■ WHAT NEEDS TO BE DONE
Your task is to retype every entry exactly, omitting nothing.

━━━ INFORMATION SUPPLIED

//! Error handling module
//!
//! Centralized error types and HTTP response conversion.

use axum::extract::rejection::JsonRejection;
use axum::http::StatusCode;
use axum::response::{IntoResponse, Response};
use axum::Json;
use serde::Serialize;

use crate::domain::{AmountError, DomainError};
use crate::ledger::LedgerError;

/// Application-wide Result type
pub type AppResult<T> = Result<T, AppError>;

/// Application error types
#[derive(Debug, thiserror::Error)]
pub enum AppError {
    // Client errors (4xx)
    #[error("Invalid request: {0}")]
    InvalidRequest(String),

    #[error("Invalid account number or password")]
    InvalidCredentials,

    #[error("Permission Denied")]
    PermissionDenied,

    // Domain errors
    #[error(transparent)]
    Domain(#[from] DomainError),

    // Store errors, propagated unmodified
    #[error(transparent)]
    Ledger(#[from] LedgerError),

    // Server errors (5xx)
    #[error("Outcome unknown, flagged for reconciliation: {0}")]
    OutcomeUnknown(String),

    #[error("Internal error: {0}")]
    Internal(String),

    #[error("Configuration error: {0}")]
    Config(#[from] crate::config::ConfigError),
}

impl From<AmountError> for AppError {
    fn from(err: AmountError) -> Self {
        AppError::Domain(err.into())
    }
}

impl From<JsonRejection> for AppError {
    fn from(rejection: JsonRejection) -> Self {
        AppError::InvalidRequest(rejection.body_text())
    }
}

impl From<crate::auth::AuthError> for AppError {
    fn from(err: crate::auth::AuthError) -> Self {
        AppError::Internal(err.to_string())
    }
}

/// Error response body
#[derive(Debug, Serialize)]
pub struct ErrorResponse {
    pub error: String,
    pub error_code: String,
    #[serde(skip_serializing_if = "Option::is_none")]
    pub details: Option<String>,
}

impl AppError {
    /// HTTP status and machine-readable code for this error
    pub fn status_and_code(&self) -> (StatusCode, &'static str) {
        match self {
            AppError::InvalidRequest(_) => (StatusCode::BAD_REQUEST, "invalid_request"),
            AppError::InvalidCredentials => (StatusCode::UNAUTHORIZED, "invalid_credentials"),
            AppError::PermissionDenied => (StatusCode::FORBIDDEN, "permission_denied"),

            AppError::Domain(domain_err) => match domain_err {
                DomainError::InsufficientBalance { .. } => {
                    (StatusCode::BAD_REQUEST, "insufficient_balance")
                }
                DomainError::InvalidAmount(_) => (StatusCode::BAD_REQUEST, "invalid_amount"),
                DomainError::SameAccountTransfer => {
                    (StatusCode::BAD_REQUEST, "same_account_transfer")
                }
                DomainError::BalanceOverflow { .. } => {
                    (StatusCode::BAD_REQUEST, "balance_overflow")
                }
                DomainError::AccountNotFound(_) => (StatusCode::NOT_FOUND, "account_not_found"),
            },

            AppError::Ledger(ledger_err) => match ledger_err {
                LedgerError::NotFound(_) => (StatusCode::NOT_FOUND, "account_not_found"),
                LedgerError::Conflict(_) => (StatusCode::CONFLICT, "account_number_conflict"),
                LedgerError::Timeout(_) => (StatusCode::INTERNAL_SERVER_ERROR, "store_timeout"),
                LedgerError::Database(_) | LedgerError::Unavailable(_) => {
                    (StatusCode::INTERNAL_SERVER_ERROR, "store_unavailable")
                }
                LedgerError::NotLocked(_) | LedgerError::Finished => {
                    (StatusCode::INTERNAL_SERVER_ERROR, "internal_error")
                }
            },

            AppError::OutcomeUnknown(_) => (StatusCode::INTERNAL_SERVER_ERROR, "outcome_unknown"),
            AppError::Internal(_) => (StatusCode::INTERNAL_SERVER_ERROR, "internal_error"),
            AppError::Config(_) => (StatusCode::INTERNAL_SERVER_ERROR, "config_error"),
        }
    }
}

impl IntoResponse for AppError {
    fn into_response(self) -> Response {
        let (status, error_code) = self.status_and_code();

        let details = match &self {
            AppError::InvalidRequest(msg) => Some(msg.clone()),
            AppError::Domain(domain_err) if domain_err.is_client_error() => {
                Some(domain_err.to_string())
            }
            _ => None,
        };

        if status.is_server_error() {
            tracing::error!(error = ?self, error_code, "Request failed");
        }

        let error = if status.is_server_error() {
            // Store internals stay out of the response body
            match &self {
                AppError::OutcomeUnknown(_) => self.to_string(),
                _ => "Something went wrong".to_string(),
            }
        } else {
            self.to_string()
        };

        let body = ErrorResponse {
            error,
            error_code: error_code.to_string(),
            details,
        };

        (status, Json(body)).into_response()
    }
}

━━━━━━

■ RESULT FOR THIS TASK
//! Error handling module
//!
//! Centralized error types and HTTP response conversion.

use axum::extract::rejection::JsonRejection;
use axum::http::StatusCode;
use axum::response::{IntoResponse, Response};
use axum::Json;
use serde::Serialize;

use crate::domain::{AmountError, DomainError};
use crate::ledger::LedgerError;

/// Application-wide Result type
pub type AppResult<T> = Result<T, AppError>;

/// Application error types
#[derive(Debug, thiserror::Error)]
pub enum AppError {
    // Client errors (4xx)
    #[error("Invalid request: {0}")]
    InvalidRequest(String),

    #[error("Invalid account number or password")]
    InvalidCredentials,

    #[error("Permission Denied")]
    PermissionDenied,

    // Domain errors
    #[error(transparent)]
    Domain(#[from] DomainError),

    // Store errors, propagated unmodified
    #[error(transparent)]
    Ledger(#[from] LedgerError),

    // Server errors (5xx)
    #[error("Outcome unknown, flagged for reconciliation: {0}")]
    OutcomeUnknown(String),

    #[error("Internal error: {0}")]
    Internal(String),

    #[error("Configuration error: {0}")]
    Config(#[from] crate::config::ConfigError),
}

impl From<AmountError> for AppError {
    fn from(err: AmountError) -> Self {
        AppError::Domain(err.into())
    }
}

impl From<JsonRejection> for AppError {
    fn from(rejection: JsonRejection) -> Self {
        AppError::InvalidRequest(rejection.body_text())
    }
}

impl From<crate::auth::AuthError> for AppError {
    fn from(err: crate::auth::AuthError) -> Self {
        AppError::Internal(err.to_string())
    }
}

/// Error response body
#[derive(Debug, Serialize)]
pub struct ErrorResponse {
    pub error: String,
    pub error_code: String,
    #[serde(skip_serializing_if = "Option::is_none")]
    pub details: Option<String>,
}

impl AppError {
    /// HTTP status and machine-readable code for this error
    pub fn status_and_code(&self) -> (StatusCode, &'static str) {
        match self {
            AppError::InvalidRequest(_) => (StatusCode::BAD_REQUEST, "invalid_request"),
            AppError::InvalidCredentials => (StatusCode::UNAUTHORIZED, "invalid_credentials"),
            AppError::PermissionDenied => (StatusCode::FORBIDDEN, "permission_denied"),

            AppError::Domain(domain_err) => match domain_err {
                DomainError::InsufficientBalance { .. } => {
                    (StatusCode::BAD_REQUEST, "insufficient_balance")
                }
                DomainError::InvalidAmount(_) => (StatusCode::BAD_REQUEST, "invalid_amount"),
                DomainError::SameAccountTransfer => {
                    (StatusCode::BAD_REQUEST, "same_account_transfer")
                }
                DomainError::BalanceOverflow { .. } => {
                    (StatusCode::BAD_REQUEST, "balance_overflow")
                }
                DomainError::AccountNotFound(_) => (StatusCode::NOT_FOUND, "account_not_found"),
            },

            AppError::Ledger(ledger_err) => match ledger_err {
                LedgerError::NotFound(_) => (StatusCode::NOT_FOUND, "account_not_found"),
                LedgerError::Conflict(_) => (StatusCode::CONFLICT, "account_number_conflict"),
                LedgerError::Timeout(_) => (StatusCode::INTERNAL_SERVER_ERROR, "store_timeout"),
                LedgerError::Database(_) | LedgerError::Unavailable(_) => {
                    (StatusCode::INTERNAL_SERVER_ERROR, "store_unavailable")
                }
                LedgerError::NotLocked(_) | LedgerError::Finished => {
                    (StatusCode::INTERNAL_SERVER_ERROR, "internal_error")
                }
            },

            AppError::OutcomeUnknown(_) => (StatusCode::INTERNAL_SERVER_ERROR, "outcome_unknown"),
            AppError::Internal(_) => (StatusCode::INTERNAL_SERVER_ERROR, "internal_error"),
            AppError::Config(_) => (StatusCode::INTERNAL_SERVER_ERROR, "config_error"),
        }
    }
}

impl IntoResponse for AppError {
    fn into_response(self) -> Response {
        let (status, error_code) = self.status_and_code();

        let details = match &self {
            AppError::InvalidRequest(msg) => Some(msg.clone()),
            AppError::Domain(domain_err) if domain_err.is_client_error() => {
                Some(domain_err.to_string())
            }
            _ => None,
        };

        if status.is_server_error() {
            tracing::error!(error = ?self, error_code, "Request failed");
        }

        let error = if status.is_server_error() {
            // Store internals stay out of the response body
            match &self {
                AppError::OutcomeUnknown(_) => self.to_string(),
                _ => "Something went wrong".to_string(),
            }
        } else {
            self.to_string()
        };

        let body = ErrorResponse {
            error,
            error_code: error_code.to_string(),
            details,
        };

        (status, Json(body)).into_response()
    }
}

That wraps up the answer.